** Opening Exercise data block **

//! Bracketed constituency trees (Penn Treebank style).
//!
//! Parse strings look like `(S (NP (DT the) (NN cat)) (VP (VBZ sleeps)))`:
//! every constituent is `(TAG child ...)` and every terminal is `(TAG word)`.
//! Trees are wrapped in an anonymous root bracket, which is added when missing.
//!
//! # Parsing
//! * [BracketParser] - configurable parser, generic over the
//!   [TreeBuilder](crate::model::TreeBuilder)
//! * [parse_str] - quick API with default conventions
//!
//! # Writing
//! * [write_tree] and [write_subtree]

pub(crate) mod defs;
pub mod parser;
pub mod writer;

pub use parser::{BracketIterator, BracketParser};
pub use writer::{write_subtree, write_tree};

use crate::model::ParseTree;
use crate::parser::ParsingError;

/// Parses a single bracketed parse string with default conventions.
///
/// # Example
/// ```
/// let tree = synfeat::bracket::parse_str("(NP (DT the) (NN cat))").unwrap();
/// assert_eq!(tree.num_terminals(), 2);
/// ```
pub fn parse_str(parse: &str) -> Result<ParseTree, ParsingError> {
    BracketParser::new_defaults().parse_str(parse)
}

** Closing Exercise data block **

__How to complete this task__
Could you write out, exactly as given, the lines from the one holding "pub mod writer;" through the end of the listing, and nothing else?

__Task response__
pub mod writer;

pub use parser::{BracketIterator, BracketParser};
pub use writer::{write_subtree, write_tree};

use crate::model::ParseTree;
use crate::parser::ParsingError;

/// Parses a single bracketed parse string with default conventions.
///
/// # Example
/// ```
/// let tree = synfeat::bracket::parse_str("(NP (DT the) (NN cat))").unwrap();
/// assert_eq!(tree.num_terminals(), 2);
/// ```
pub fn parse_str(parse: &str) -> Result<ParseTree, ParsingError> {
    BracketParser::new_defaults().parse_str(parse)
}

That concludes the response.